ASSIGNMENT: Nothing should be left out. Transcribe the entries exactly as written.

MATERIAL PROVIDED:
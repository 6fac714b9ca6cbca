use crate::models::summary::{Distribution, MonthlyCounts};
use chrono::{Datelike, NaiveDate};
use std::collections::HashMap;

/// Counts non-blank values. Keys are trimmed; ordering is count descending,
/// ties in first-seen order.
pub fn value_counts<'a, I>(values: I) -> Distribution
where
    I: IntoIterator<Item = &'a str>,
{
    let mut entries: Vec<(String, usize)> = Vec::new();
    let mut index: HashMap<&str, usize> = HashMap::new();
    for value in values {
        let key = value.trim();
        if key.is_empty() {
            continue;
        }
        match index.get(key) {
            Some(&slot) => entries[slot].1 += 1,
            None => {
                index.insert(key, entries.len());
                entries.push((key.to_string(), 1));
            }
        }
    }
    // Stable sort keeps first-seen order among equal counts.
    entries.sort_by(|a, b| b.1.cmp(&a.1));
    Distribution { entries }
}

/// Same as [`value_counts`] over optional cells; `None` counts as blank.
pub fn option_counts<'a, I>(values: I) -> Distribution
where
    I: IntoIterator<Item = Option<&'a str>>,
{
    value_counts(values.into_iter().flatten())
}

/// Percentage rounded to one decimal; zero denominator yields 0.0.
pub fn percent(numerator: usize, denominator: usize) -> f64 {
    if denominator == 0 {
        return 0.0;
    }
    round1(numerator as f64 * 100.0 / denominator as f64)
}

pub fn round1(value: f64) -> f64 {
    (value * 10.0).round() / 10.0
}

pub fn round2(value: f64) -> f64 {
    (value * 100.0).round() / 100.0
}

pub fn monthly_in_year<I>(dates: I, year: i32) -> MonthlyCounts
where
    I: IntoIterator<Item = Option<NaiveDate>>,
{
    let mut monthly = MonthlyCounts::default();
    for date in dates.into_iter().flatten() {
        if date.year() == year {
            monthly.counts[date.month0() as usize] += 1;
        }
    }
    monthly
}

/// Month-of-year buckets regardless of year.
pub fn monthly_any_year<I>(dates: I) -> MonthlyCounts
where
    I: IntoIterator<Item = Option<NaiveDate>>,
{
    let mut monthly = MonthlyCounts::default();
    for date in dates.into_iter().flatten() {
        monthly.counts[date.month0() as usize] += 1;
    }
    monthly
}

/// First `max` characters of `text`, with `...` appended when cut.
pub fn truncate_chars(text: &str, max: usize) -> String {
    if text.chars().count() <= max {
        return text.to_string();
    }
    let mut cut: String = text.chars().take(max).collect();
    cut.push_str("...");
    cut
}

#[cfg(test)]
mod tests {
    use super::*;

    fn date(y: i32, m: u32, d: u32) -> Option<NaiveDate> {
        NaiveDate::from_ymd_opt(y, m, d)
    }

    #[test]
    fn value_counts_orders_by_count_then_first_seen() {
        let dist = value_counts(["研发", " 测试 ", "", "产品", "测试", "研发", "  "]);
        assert_eq!(
            dist.entries,
            vec![("研发".to_string(), 2), ("测试".to_string(), 2), ("产品".to_string(), 1)]
        );
        assert_eq!(dist.total(), 5);
        assert_eq!(dist.get("产品"), 1);
        assert_eq!(dist.get("运维"), 0);
    }

    #[test]
    fn value_counts_scales_to_many_distinct_keys() {
        let keys: Vec<String> = (0..5000).map(|i| format!("客户{i}")).collect();
        let values = keys.iter().chain(keys.iter().skip(4990)).map(String::as_str);
        let dist = value_counts(values);

        assert_eq!(dist.entries.len(), 5000);
        assert_eq!(dist.total(), 5010);
        assert_eq!(dist.entries[0], ("客户4990".to_string(), 2));
        assert_eq!(dist.entries[9], ("客户4999".to_string(), 2));
        assert_eq!(dist.entries[10], ("客户0".to_string(), 1));
    }

    #[test]
    fn option_counts_skips_missing() {
        let dist = option_counts([Some("A"), None, Some("A")]);
        assert_eq!(dist.entries, vec![("A".to_string(), 2)]);
    }

    #[test]
    fn percent_handles_zero_denominator() {
        assert_eq!(percent(3, 0), 0.0);
        assert_eq!(percent(1, 3), 33.3);
        assert_eq!(percent(2, 3), 66.7);
        assert_eq!(percent(4, 4), 100.0);
    }

    #[test]
    fn monthly_buckets_filter_by_year() {
        let dates = [date(2025, 1, 3), date(2025, 1, 20), date(2024, 1, 9), None, date(2025, 12, 31)];
        let in_year = monthly_in_year(dates, 2025);
        assert_eq!(in_year.get(1), 2);
        assert_eq!(in_year.get(12), 1);
        assert_eq!(in_year.total(), 3);
        assert_eq!(in_year.quarter(1), 2);
        assert_eq!(in_year.quarter(4), 1);

        let any = monthly_any_year(dates);
        assert_eq!(any.get(1), 3);
        assert_eq!(any.active_months().collect::<Vec<_>>(), vec![(1, 3), (12, 1)]);
    }

    #[test]
    fn truncate_counts_characters() {
        assert_eq!(truncate_chars("滴滴文档同步", 4), "滴滴文档...");
        assert_eq!(truncate_chars("短", 4), "短");
    }
}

EXERCISE OUTPUT:
repository 6fac714b9ca6cbca
use crate::models::summary::{Distribution, MonthlyCounts};
use chrono::{Datelike, NaiveDate};
use std::collections::HashMap;

/// Counts non-blank values. Keys are trimmed; ordering is count descending,
/// ties in first-seen order.
pub fn value_counts<'a, I>(values: I) -> Distribution
where
    I: IntoIterator<Item = &'a str>,
{
    let mut entries: Vec<(String, usize)> = Vec::new();
    let mut index: HashMap<&str, usize> = HashMap::new();
    for value in values {
        let key = value.trim();
        if key.is_empty() {
            continue;
        }
        match index.get(key) {
            Some(&slot) => entries[slot].1 += 1,
            None => {
                index.insert(key, entries.len());
                entries.push((key.to_string(), 1));
            }
        }
    }
    // Stable sort keeps first-seen order among equal counts.
    entries.sort_by(|a, b| b.1.cmp(&a.1));
    Distribution { entries }
}

/// Same as [`value_counts`] over optional cells; `None` counts as blank.
pub fn option_counts<'a, I>(values: I) -> Distribution
where
    I: IntoIterator<Item = Option<&'a str>>,
{
    value_counts(values.into_iter().flatten())
}

/// Percentage rounded to one decimal; zero denominator yields 0.0.
pub fn percent(numerator: usize, denominator: usize) -> f64 {
    if denominator == 0 {
        return 0.0;
    }
    round1(numerator as f64 * 100.0 / denominator as f64)
}

pub fn round1(value: f64) -> f64 {
    (value * 10.0).round() / 10.0
}

pub fn round2(value: f64) -> f64 {
    (value * 100.0).round() / 100.0
}

pub fn monthly_in_year<I>(dates: I, year: i32) -> MonthlyCounts
where
    I: IntoIterator<Item = Option<NaiveDate>>,
{
    let mut monthly = MonthlyCounts::default();
    for date in dates.into_iter().flatten() {
        if date.year() == year {
            monthly.counts[date.month0() as usize] += 1;
        }
    }
    monthly
}

/// Month-of-year buckets regardless of year.
pub fn monthly_any_year<I>(dates: I) -> MonthlyCounts
where
    I: IntoIterator<Item = Option<NaiveDate>>,
{
    let mut monthly = MonthlyCounts::default();
    for date in dates.into_iter().flatten() {
        monthly.counts[date.month0() as usize] += 1;
    }
    monthly
}

/// First `max` characters of `text`, with `...` appended when cut.
pub fn truncate_chars(text: &str, max: usize) -> String {
    if text.chars().count() <= max {
        return text.to_string();
    }
    let mut cut: String = text.chars().take(max).collect();
    cut.push_str("...");
    cut
}

#[cfg(test)]
mod tests {
    use super::*;

    fn date(y: i32, m: u32, d: u32) -> Option<NaiveDate> {
        NaiveDate::from_ymd_opt(y, m, d)
    }

    #[test]
    fn value_counts_orders_by_count_then_first_seen() {
        let dist = value_counts(["研发", " 测试 ", "", "产品", "测试", "研发", "  "]);
        assert_eq!(
            dist.entries,
            vec![("研发".to_string(), 2), ("测试".to_string(), 2), ("产品".to_string(), 1)]
        );
        assert_eq!(dist.total(), 5);
        assert_eq!(dist.get("产品"), 1);
        assert_eq!(dist.get("运维"), 0);
    }

    #[test]
    fn value_counts_scales_to_many_distinct_keys() {
        let keys: Vec<String> = (0..5000).map(|i| format!("客户{i}")).collect();
        let values = keys.iter().chain(keys.iter().skip(4990)).map(String::as_str);
        let dist = value_counts(values);

        assert_eq!(dist.entries.len(), 5000);
        assert_eq!(dist.total(), 5010);
        assert_eq!(dist.entries[0], ("客户4990".to_string(), 2));
        assert_eq!(dist.entries[9], ("客户4999".to_string(), 2));
        assert_eq!(dist.entries[10], ("客户0".to_string(), 1));
    }

    #[test]
    fn option_counts_skips_missing() {
        let dist = option_counts([Some("A"), None, Some("A")]);
        assert_eq!(dist.entries, vec![("A".to_string(), 2)]);
    }

    #[test]
    fn percent_handles_zero_denominator() {
        assert_eq!(percent(3, 0), 0.0);
        assert_eq!(percent(1, 3), 33.3);
        assert_eq!(percent(2, 3), 66.7);
        assert_eq!(percent(4, 4), 100.0);
    }

    #[test]
    fn monthly_buckets_filter_by_year() {
        let dates = [date(2025, 1, 3), date(2025, 1, 20), date(2024, 1, 9), None, date(2025, 12, 31)];
        let in_year = monthly_in_year(dates, 2025);
        assert_eq!(in_year.get(1), 2);
        assert_eq!(in_year.get(12), 1);
        assert_eq!(in_year.total(), 3);
        assert_eq!(in_year.quarter(1), 2);
        assert_eq!(in_year.quarter(4), 1);

        let any = monthly_any_year(dates);
        assert_eq!(any.get(1), 3);
        assert_eq!(any.active_months().collect::<Vec<_>>(), vec![(1, 3), (12, 1)]);
    }

    #[test]
    fn truncate_counts_characters() {
        assert_eq!(truncate_chars("滴滴文档同步", 4), "滴滴文档...");
        assert_eq!(truncate_chars("短", 4), "短");
    }
}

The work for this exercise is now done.